Records shown:

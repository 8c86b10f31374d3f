// src/detection/collaborators.rs

use crate::error::CollaboratorError;
use crate::geometry::{BBox, Polygon};
use crate::types::{Detection, Frame};
use serde::{Deserialize, Serialize};

/// Person detector backing the global and zone-focused passes.
pub trait PersonDetector {
    fn detect(&mut self, frame: &Frame) -> Result<Vec<Detection>, CollaboratorError>;

    /// Detect inside `region` (full-frame coordinates). Returned boxes must
    /// be in full-frame coordinates as well.
    fn detect_in_region(
        &mut self,
        _frame: &Frame,
        _region: &BBox,
    ) -> Result<Vec<Detection>, CollaboratorError> {
        Err(CollaboratorError::Unsupported("detect_in_region"))
    }
}

/// Optional pose/segmentation signals used by the classifier.
///
/// Every method defaults to `Unsupported`; the classifier treats that as
/// "no signal" and takes its fallback branch.
pub trait BodyAnalyzer {
    fn is_standing_with_feet_visible(
        &self,
        _frame: &Frame,
        _bbox: &BBox,
    ) -> Result<bool, CollaboratorError> {
        Err(CollaboratorError::Unsupported("is_standing_with_feet_visible"))
    }

    fn validate_person_segment(
        &self,
        _frame: &Frame,
        _bbox: &BBox,
    ) -> Result<bool, CollaboratorError> {
        Err(CollaboratorError::Unsupported("validate_person_segment"))
    }

    /// `region` is in `crop` coordinates.
    fn has_head_or_torso_in_region(
        &self,
        _crop: &Frame,
        _region: &BBox,
    ) -> Result<bool, CollaboratorError> {
        Err(CollaboratorError::Unsupported("has_head_or_torso_in_region"))
    }
}

/// Analyzer with no models loaded. Every signal is unavailable.
#[derive(Debug, Clone, Copy, Default)]
pub struct NoBodyAnalyzer;

impl BodyAnalyzer for NoBodyAnalyzer {}

#[derive(Debug, Clone, Serialize, Deserialize)]
#[serde(default)]
pub struct RegionConfig {
    /// Pixels added around the zone's bounding box
    pub padding: f32,
    /// Regions narrower or shorter than this are skipped
    pub min_size: f32,
}

impl Default for RegionConfig {
    fn default() -> Self {
        Self {
            padding: 50.0,
            min_size: 100.0,
        }
    }
}

/// Padded, frame-clamped search region around a zone polygon.
pub fn padded_region(
    polygon: &Polygon,
    frame_width: f32,
    frame_height: f32,
    config: &RegionConfig,
) -> Option<BBox> {
    let region = polygon
        .bounding_box()?
        .expand(config.padding)
        .clamp_to(frame_width, frame_height);
    if region.width() < config.min_size || region.height() < config.min_size {
        return None;
    }
    Some(region)
}

/// Map a full-frame `bbox` into the coordinates of `crop`, cut from
/// `region` by `Frame::crop`, clipped to the crop. `None` when nothing of the
/// box lies inside.
pub fn crop_local_box(bbox: &BBox, region: &BBox, crop: &Frame) -> Option<BBox> {
    // Same origin `Frame::crop` used: truncated and clamped at zero
    let ox = region.x1.max(0.0).floor();
    let oy = region.y1.max(0.0).floor();
    let shifted = bbox.translate(-ox, -oy);
    let local = BBox::new(
        shifted.x1.max(0.0),
        shifted.y1.max(0.0),
        shifted.x2.min(crop.width as f32),
        shifted.y2.min(crop.height as f32),
    );
    if local.x2 <= local.x1 || local.y2 <= local.y1 {
        return None;
    }
    Some(local)
}

#[cfg(test)]
mod tests {
    use super::*;

    #[test]
    fn test_default_methods_report_unsupported() {
        let frame = Frame::blank(4, 4, 0.0);
        let bbox = BBox::new(0.0, 0.0, 2.0, 2.0);
        let analyzer = NoBodyAnalyzer;
        assert_eq!(
            analyzer.is_standing_with_feet_visible(&frame, &bbox),
            Err(CollaboratorError::Unsupported("is_standing_with_feet_visible"))
        );
        assert!(analyzer.validate_person_segment(&frame, &bbox).is_err());
        assert!(analyzer.has_head_or_torso_in_region(&frame, &bbox).is_err());
    }

    #[test]
    fn test_crop_local_box_shifts_and_clips() {
        let frame = Frame::blank(200, 200, 0.0);
        let region = BBox::new(50.5, 40.0, 150.0, 140.0);
        let crop = frame.crop(&region).unwrap();
        assert_eq!((crop.width, crop.height), (100, 100));

        let local = crop_local_box(&BBox::new(70.0, 20.0, 180.0, 90.0), &region, &crop).unwrap();
        assert_eq!(local, BBox::new(20.0, 0.0, 100.0, 50.0));
        assert!(crop_local_box(&BBox::new(0.0, 0.0, 30.0, 30.0), &region, &crop).is_none());
    }

    #[test]
    fn test_padded_region_clamps_to_frame() {
        let poly = Polygon::from_coords(&[(20.0, 30.0), (200.0, 30.0), (200.0, 150.0)]);
        let region = padded_region(&poly, 640.0, 480.0, &RegionConfig::default()).unwrap();
        assert_eq!(region, BBox::new(0.0, 0.0, 250.0, 200.0));
    }

    #[test]
    fn test_small_region_is_skipped() {
        // 20x20 polygon near a corner: padded to at most 70 px wide after clamping
        let poly = Polygon::from_coords(&[(0.0, 0.0), (20.0, 0.0), (20.0, 20.0), (0.0, 20.0)]);
        assert!(padded_region(&poly, 640.0, 480.0, &RegionConfig::default()).is_none());

        let poly = Polygon::from_coords(&[(300.0, 200.0), (320.0, 200.0), (320.0, 220.0)]);
        // 120 x 120 once padded
        assert!(padded_region(&poly, 640.0, 480.0, &RegionConfig::default()).is_some());
    }
}
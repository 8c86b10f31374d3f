// src/error.rs
//
// Library error types. Application code (main.rs, replay) wraps these in
// anyhow with context; the per-frame engine path never returns them.

use thiserror::Error;

/// Errors raised while loading engine or zone configuration.
#[derive(Debug, Error)]
pub enum ConfigError {
    #[error("failed to read {path}: {source}")]
    Io {
        path: String,
        #[source]
        source: std::io::Error,
    },

    #[error("failed to parse {path}: {source}")]
    Parse {
        path: String,
        #[source]
        source: serde_yaml::Error,
    },

    #[error("zone file has neither a `tables` nor a `mesas` list")]
    MissingZones,

    #[error("zone {id}: polygon needs at least 3 vertices, got {count}")]
    TooFewVertices { id: String, count: usize },

    #[error("zone {id}: polygon has non-finite coordinates")]
    NonFiniteVertex { id: String },

    #[error("zone {id}: y_band min {min} exceeds max {max}")]
    InvertedBand { id: String, min: f32, max: f32 },

    #[error("duplicate zone id {0}")]
    DuplicateZone(String),

    #[error("exclusion polygon {index} needs at least 3 vertices")]
    InvalidExclusion { index: usize },
}

/// Outcome of a failed or unavailable collaborator call.
///
/// `Unsupported` is what the default trait methods return, so a collaborator
/// that only implements part of the interface falls back cleanly.
#[derive(Debug, Clone, PartialEq, Error)]
pub enum CollaboratorError {
    #[error("{0} is not supported by this collaborator")]
    Unsupported(&'static str),

    #[error("{operation} failed: {message}")]
    Failed {
        operation: &'static str,
        message: String,
    },
}

impl CollaboratorError {
    pub fn failed<S: Into<String>>(operation: &'static str, message: S) -> Self {
        Self::Failed {
            operation,
            message: message.into(),
        }
    }
}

Work order:
From the listing, copy each line containing the word "full".

Exercise result:
    /// Detect inside `region` (full-frame coordinates). Returned boxes must
    /// be in full-frame coordinates as well.
/// Map a full-frame `bbox` into the coordinates of `crop`, cut from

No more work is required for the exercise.